Work order => Print the data that follows, exactly and completely.

+ + + + +

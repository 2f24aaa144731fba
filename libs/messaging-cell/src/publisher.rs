use std::collections::BTreeMap;
use std::sync::Arc;

use chrono::Utc;
use serde::Serialize;
use tracing::{debug, error};
use uuid::Uuid;

use crate::broker::{MessageBroker, OutboundMessage};
use crate::error::MessagingError;

/// Stamps outbound events with message id, timestamp and the `service` header.
#[derive(Clone)]
pub struct EventPublisher {
    broker: Arc<dyn MessageBroker>,
    service_name: String,
}

impl EventPublisher {
    pub fn new(broker: Arc<dyn MessageBroker>, service_name: impl Into<String>) -> Self {
        Self { broker, service_name: service_name.into() }
    }

    pub fn broker(&self) -> &Arc<dyn MessageBroker> {
        &self.broker
    }

    pub async fn publish<T: Serialize>(
        &self,
        exchange: &str,
        routing_key: &str,
        payload: &T,
    ) -> Result<(), MessagingError> {
        let mut headers = BTreeMap::new();
        headers.insert("service".to_string(), self.service_name.clone());

        let message = OutboundMessage {
            exchange: exchange.to_string(),
            routing_key: routing_key.to_string(),
            payload: serde_json::to_value(payload)?,
            message_id: format!("{}-{}", self.service_name, Uuid::new_v4()),
            timestamp: Utc::now(),
            headers,
        };

        self.broker.publish(&message).await?;
        debug!("Published {} to {}", routing_key, exchange);
        Ok(())
    }

    /// Publishes after a committed state change. Failure is logged and
    /// reported as `false`; the caller's mutation stands.
    pub async fn publish_best_effort<T: Serialize>(
        &self,
        exchange: &str,
        routing_key: &str,
        payload: &T,
    ) -> bool {
        match self.publish(exchange, routing_key, payload).await {
            Ok(()) => true,
            Err(e) => {
                error!("Event {} lost after commit: {}", routing_key, e);
                false
            }
        }
    }
}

+ + + + +

Response to this task =>
repository 2f24aaa144731fba
filename libs/messaging-cell/src/publisher.rs
use std::collections::BTreeMap;
use std::sync::Arc;

use chrono::Utc;
use serde::Serialize;
use tracing::{debug, error};
use uuid::Uuid;

use crate::broker::{MessageBroker, OutboundMessage};
use crate::error::MessagingError;

/// Stamps outbound events with message id, timestamp and the `service` header.
#[derive(Clone)]
pub struct EventPublisher {
    broker: Arc<dyn MessageBroker>,
    service_name: String,
}

impl EventPublisher {
    pub fn new(broker: Arc<dyn MessageBroker>, service_name: impl Into<String>) -> Self {
        Self { broker, service_name: service_name.into() }
    }

    pub fn broker(&self) -> &Arc<dyn MessageBroker> {
        &self.broker
    }

    pub async fn publish<T: Serialize>(
        &self,
        exchange: &str,
        routing_key: &str,
        payload: &T,
    ) -> Result<(), MessagingError> {
        let mut headers = BTreeMap::new();
        headers.insert("service".to_string(), self.service_name.clone());

        let message = OutboundMessage {
            exchange: exchange.to_string(),
            routing_key: routing_key.to_string(),
            payload: serde_json::to_value(payload)?,
            message_id: format!("{}-{}", self.service_name, Uuid::new_v4()),
            timestamp: Utc::now(),
            headers,
        };

        self.broker.publish(&message).await?;
        debug!("Published {} to {}", routing_key, exchange);
        Ok(())
    }

    /// Publishes after a committed state change. Failure is logged and
    /// reported as `false`; the caller's mutation stands.
    pub async fn publish_best_effort<T: Serialize>(
        &self,
        exchange: &str,
        routing_key: &str,
        payload: &T,
    ) -> bool {
        match self.publish(exchange, routing_key, payload).await {
            Ok(()) => true,
            Err(e) => {
                error!("Event {} lost after commit: {}", routing_key, e);
                false
            }
        }
    }
}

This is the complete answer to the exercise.